2025-02-05 13:49:17 Source:x Classification:Knowledge

No less than a reckoning with modern medicine is what Rupa Marya and Raj Patel lay out in Inflamed: Deep Medicine and the Anatomy of Injustice, published last week. The healthcare system that many Americans interact with today, they write, is mostly focused on fixing the patient who presents with symptoms of an illness or infection. Instead, they argue, the future of medical treatment must be predicated on something larger: analyzing how society, culture, and the environment interact with people to affect health, and using that context to inform a richer understanding of how people stay well or become sick.

Marya is a physician, an associate professor of medicine at the University of California, San Francisco, and co-founder of the Do No Harm Coalition, which was started in 2016 as a response to police violence in San Francisco. Patel is an author and research professor at the University of Texas.
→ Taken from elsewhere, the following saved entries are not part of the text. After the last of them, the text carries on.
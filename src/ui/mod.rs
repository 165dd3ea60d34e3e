//! Page behaviours: mobile navigation toggle and gallery lightbox.
//!
//! The behaviour logic is written against [`DomElement`] so it can run
//! against real browser elements (see the `web` feature) or plain in-memory
//! stand-ins in tests. Each behaviour binds only when all of its elements
//! are present; otherwise nothing is attached.

mod lightbox;
mod nav;

#[cfg(feature = "web")]
mod web;

pub use lightbox::Lightbox;
pub use nav::NavToggle;

#[cfg(feature = "web")]
pub use web::start;

/// Hamburger control.
pub const NAV_TOGGLE_SELECTOR: &str = ".hamburger";
/// Navigation list shown/hidden by the hamburger.
pub const NAV_LIST_SELECTOR: &str = ".nav-links";
/// Full-screen overlay.
pub const LIGHTBOX_SELECTOR: &str = "#lightbox";
/// Image inside the overlay.
pub const LIGHTBOX_IMAGE_SELECTOR: &str = "#lightbox-img";
/// Clickable gallery thumbnails.
pub const THUMBNAIL_SELECTOR: &str = ".gallery img";

/// State class on the navigation list and the lightbox overlay.
pub const VISIBLE_CLASS: &str = "visible";
/// State class on the hamburger control.
pub const ACTIVE_CLASS: &str = "active";

/// The slice of the DOM element API the behaviours need.
pub trait DomElement {
    fn has_class(&self, class: &str) -> bool;
    fn add_class(&self, class: &str);
    fn remove_class(&self, class: &str);

    /// Flip `class`, returning whether it is now present.
    fn toggle_class(&self, class: &str) -> bool {
        if self.has_class(class) {
            self.remove_class(class);
            false
        } else {
            self.add_class(class);
            true
        }
    }

    fn attr(&self, name: &str) -> Option<String>;
    fn set_attr(&self, name: &str, value: &str);
}

#[cfg(test)]
pub(crate) mod testing {
    use std::cell::RefCell;
    use std::collections::{BTreeSet, HashMap};
    use std::rc::Rc;

    use super::DomElement;

    #[derive(Debug, Default)]
    struct ElementState {
        classes: BTreeSet<String>,
        attrs: HashMap<String, String>,
    }

    /// In-memory element; clones share state like DOM references do.
    #[derive(Debug, Clone, Default)]
    pub struct FakeElement(Rc<RefCell<ElementState>>);

    impl FakeElement {
        pub fn new() -> Self {
            Self::default()
        }

        pub fn with_attr(name: &str, value: &str) -> Self {
            let el = Self::new();
            el.set_attr(name, value);
            el
        }
    }

    impl DomElement for FakeElement {
        fn has_class(&self, class: &str) -> bool {
            self.0.borrow().classes.contains(class)
        }

        fn add_class(&self, class: &str) {
            self.0.borrow_mut().classes.insert(class.to_string());
        }

        fn remove_class(&self, class: &str) {
            self.0.borrow_mut().classes.remove(class);
        }

        fn attr(&self, name: &str) -> Option<String> {
            self.0.borrow().attrs.get(name).cloned()
        }

        fn set_attr(&self, name: &str, value: &str) {
            self.0
                .borrow_mut()
                .attrs
                .insert(name.to_string(), value.to_string());
        }
    }

    #[test]
    fn test_default_toggle_class() {
        let el = FakeElement::new();
        assert!(el.toggle_class("open"));
        assert!(el.has_class("open"));
        assert!(!el.toggle_class("open"));
        assert!(!el.has_class("open"));
    }
}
The two are longtime friends, having met during a protest against genetically-modified crops. (Marya was playing in a band; Patel was dressed as a gene-edited tomato.) The book itself began as a conversation during a taxi ride to the airport, after a talk Marya gave at the Dell Medical School at the University of Texas.

The book is both provocative and thought-provoking. Inflamed takes readers on a tour of human anatomy through our various systems: circulatory, nervous, respiratory, digestive, and so on. Yet this is not a medical textbook. At each physiological juncture, the co-authors relate the malfunctions of human biology to the inadequacies of our political and economic systems. Debt and repayment anxiety, for instance, is linked to higher levels of C-reactive proteins, inflammatory markers that are, in turn, linked to chronic heart disease.

Even something as simple as a pulse oximeter is a reflection of those inadequacies. The devices use light that passes through the skin to measure blood oxygen levels, so critical for monitoring the health of Covid-19 patients. A reading of 88 percent will prompt hospitals to put patients on supplemental oxygen to forestall organ failure. Never mind that the devices, since their advent in the 1970s, were tested predominantly on the skin tones of white people—which means they can falsely register higher blood oxygen levels for black people when the exact opposite is true, preventing them from receiving supplemental care when they need it most.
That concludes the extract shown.